Proof of life

To quote Kidrock: 


‘Guess who’s back, motherf****r!’ 

It has been a loooooong time since my last post, and through the computer crashes and lost packages much has happened in the now winterwonderland that is Toledo, España.  

The snow covered Alcazar & Ciudad Antigua

Snow in Toledo

I guess its best to begin with the unanswered question of where we last left our hero: 

Obviously, I received a special care package from a special someone with some special knives, kitchen tools, and a kickass little laptop to play with and update my blog.
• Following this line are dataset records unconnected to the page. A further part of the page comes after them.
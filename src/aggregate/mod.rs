//! Aggregate module
//!
//! The aggregate index: per-aggregate version, archival flag and snapshot
//! lineage, plus listing order.

mod index;
mod record;
pub mod sort;

pub use index::{AggregateIndex, AggregateListQuery, CreatePlan};
pub use record::{AggregateRecord, AggregateStatus};
pub use sort::{parse_sort, AggregateSort, AggregateSortField};
//! Projection module
//!
//! Derives aggregate state by folding events. Projections are never stored
//! as the source of truth; snapshots only cache them.

mod projector;
mod reducer;

pub use projector::{select_fields, ProjectedState, StateProjector};
pub use reducer::{Reducer, ReducerRegistry};
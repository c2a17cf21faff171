//! Per-aggregate lock manager
//!
//! One async mutex per `(aggregate_type, aggregate_id)`, created on demand
//! and dropped from the table once nobody holds or waits on it. Writers to
//! different aggregates never contend. Acquisition is bounded by a timeout
//! and retried a fixed number of times with linear backoff plus jitter.

use std::collections::HashMap;
use std::sync::Arc;
use std::time::Duration;

use parking_lot::Mutex;
use rand::Rng;
use tokio::sync::{Mutex as AsyncMutex, OwnedMutexGuard};

use crate::config::StoreConfig;
use crate::domain::AggregateKey;
use crate::error::{StoreError, StoreResult};

type LockHandle = Arc<AsyncMutex<()>>;

#[derive(Debug, Default)]
struct LockTable {
    handles: Mutex<HashMap<AggregateKey, LockHandle>>,
}

impl LockTable {
    fn handle(&self, key: &AggregateKey) -> LockHandle {
        let mut handles = self.handles.lock();
        Arc::clone(handles.entry(key.clone()).or_default())
    }

    /// Drop the entry if the table holds the only reference
    fn prune(&self, key: &AggregateKey) {
        let mut handles = self.handles.lock();
        if handles.get(key).is_some_and(|h| Arc::strong_count(h) == 1) {
            handles.remove(key);
        }
    }

    fn len(&self) -> usize {
        self.handles.lock().len()
    }
}

/// Lock manager for per-aggregate mutation sections
#[derive(Debug, Clone)]
pub struct LockManager {
    table: Arc<LockTable>,
    timeout: Duration,
    retries: u32,
    backoff: Duration,
}

/// Exclusive hold on one aggregate. Released on drop, on every exit path.
#[derive(Debug)]
pub struct AggregateGuard {
    table: Arc<LockTable>,
    key: AggregateKey,
    guard: Option<OwnedMutexGuard<()>>,
}

impl AggregateGuard {
    pub fn key(&self) -> &AggregateKey {
        &self.key
    }
}

impl Drop for AggregateGuard {
    fn drop(&mut self) {
        // Release first so the strong count reflects only the table and waiters
        drop(self.guard.take());
        self.table.prune(&self.key);
    }
}

impl LockManager {
    pub fn new(timeout: Duration, retries: u32, backoff: Duration) -> Self {
        Self {
            table: Arc::new(LockTable::default()),
            timeout,
            retries,
            backoff,
        }
    }

    pub fn from_config(config: &StoreConfig) -> Self {
        Self::new(config.lock_timeout, config.lock_retries, config.retry_backoff)
    }

    /// Acquire the mutation lock for an aggregate.
    ///
    /// # Errors
    ///
    /// Returns `StoreError::Timeout` once every attempt has timed out.
    pub async fn acquire(&self, key: &AggregateKey) -> StoreResult<AggregateGuard> {
        let attempts = self.retries.saturating_add(1);

        for attempt in 0..attempts {
            let handle = self.table.handle(key);
            match tokio::time::timeout(self.timeout, handle.lock_owned()).await {
                Ok(guard) => {
                    return Ok(AggregateGuard {
                        table: Arc::clone(&self.table),
                        key: key.clone(),
                        guard: Some(guard),
                    });
                }
                Err(_) if attempt + 1 < attempts => {
                    let delay = self.backoff_for(attempt);
                    tracing::warn!(
                        aggregate = %key,
                        attempt = attempt + 1,
                        max_attempts = attempts,
                        delay_ms = delay.as_millis() as u64,
                        "Lock acquisition timed out, retrying"
                    );
                    tokio::time::sleep(delay).await;
                }
                Err(_) => {}
            }
        }

        self.table.prune(key);
        tracing::warn!(aggregate = %key, attempts, "Lock acquisition failed");
        Err(StoreError::Timeout {
            key: key.to_string(),
            timeout_ms: self.timeout.as_millis() as u64,
            attempts,
        })
    }

    /// Linear backoff with up to 50% random jitter
    fn backoff_for(&self, attempt: u32) -> Duration {
        let base = self.backoff.saturating_mul(attempt + 1);
        let jitter_ms = (base.as_millis() as u64) / 2;
        if jitter_ms == 0 {
            return base;
        }
        base + Duration::from_millis(rand::thread_rng().gen_range(0..=jitter_ms))
    }

    /// Number of aggregates with a live lock entry
    pub fn active_locks(&self) -> usize {
        self.table.len()
    }

    pub fn timeout(&self) -> Duration {
        self.timeout
    }
}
Internet is still spotty in the Ciudad Antigua de Toledo, but more on that later…  

A big shout out and thanks for an intervention by 3 separate employees of the Embassy of the United States in Madrid and US Senator Dianne Feinstein (yeah, I wrote a letter)–all of whom contributed to over 2 hours worth of phone calls on my behalf to over 14 different post offices, agencies, and bureaucrats. Your tax dollars at work, folks. 

Finally, on a snowy day in December, I walked 45 minutes to the Madrid Barajas airport office cargo holding area of Correos, armed with my letter from ICEX calling me “Don Jeffrey Weiss, un cocinero importante de los Estados Unidos” and a rehearsed speech about how I am a representative of the United States of America and DEMAND my package.  

The guy looked at me and said: 4 euros, por favor.  

All this over… 4 euros. All the phone calls, all the time and energy, all the blood, sweat, and tears. 

Gracias, Correos. You STILL suck. 

Playing with a fresh-as-the-sea tuna loin

What has not sucked, however, has been my time and experiences cooking with Adolfo and his crew at the restaurant. I have been in the fish station for this entire time, and have had the opportunity to meet some phenomenal people, play with some incredible products (sea urchins, tuna loins, black truffles, white truffles, and other ridiculously fresh and expensive goodies), and cook some great food.   



Adolfo’s cooking is based on the cuisine of Castilla-La Mancha, the soul food of Spain with foundations in the garlic-and-onion-heavy peasant-cuisine of Don Quixote. 

The King of MercaMadrid looking over mariscos

Couple this foundation with: 

1. Using the freshest ingredients available (something made possible since Adolfo is the KING of MercaMadrid, the 2nd biggest wholesale market in world behind the Tsukiji market in Tokyo) 


2. Preparing dishes simply with a minimum of fat and salt (no, I am NOT used to low-salt cooking–I SO oversalt my sauces… oops!). 

Adolfo broke out his gold medal

…and you can see why Adolfo Muñoz is one of the most popular faces in the alta cocina of this region (if not all of Spain).

The guy just got a gold medal from President Zapatero for his work here–the only other cooks with the same medal are Juan-Mari Arzak and Ferran Adria. Now THAT’S some serious company… 

Alas, life here has not been all oversalting Adolfo’s life work over a hot stove. 

Thanks in large-part to the generosity of the Muñoz family, I have experienced so much of the Spanish culture. Without the boring details, here’s a short list of the highlights: 

– Christmas in Spain with my sister, meaning more mariscos (shellfish for my gringos out there) and food than any reasonable person would want to consume. But we did… 

– Spanish new years, complete with the throat-seizing tradition of cramming 12 grapes down your throat–1 for each bell-strike at midnight 

–  Visits to MercaMadrid to watch Adolfo negotiate, cajole, and otherwise convince fish vendors why they should sell him the best products for the lowest prices. He even convinced the tuna guy to give him, for free, a bunch of fresh ijada— fatty tuna collar. And it was scary good… 

And coming soon: 

– We are cooking for President Zapatero and 300 of his closest friends. As in the President of Spain. Guess I might need to behave… they took my ID info yesterday!  

– Thanks to my connection with Adolfo, Javier, and a couple of anonymous friends in ICEX (you know who you are, “Most Interesting Person in the World!”), I will be going to Extremadura for 2 weeks to meet and eat the famous Iberico piggies! 

Check out the Rocamador, a converted monastery/super fancy hotel/Iberico pig farm: 

And, no, I didn’t forget: I totally owe you guys some food porn. Next post will be it, provided Flickr and YouTube cooperate…


2 Responses to “Proof of life”

  1. Hi Jeffrey–met you at Madrid Fusion. Yeah, Correos sucks. Lots about TRADITIONAL food (including recipe from Adolfo) in my book, COOKING FROM THE HEART OF SPAIN–FOOD OF LA MANCHA. Another of my books is COOKING IN SPAIN, but you got to the blog first. I will follow your posts. Good luck.

  2. Que tal my friends?! I’m glad you had a good time!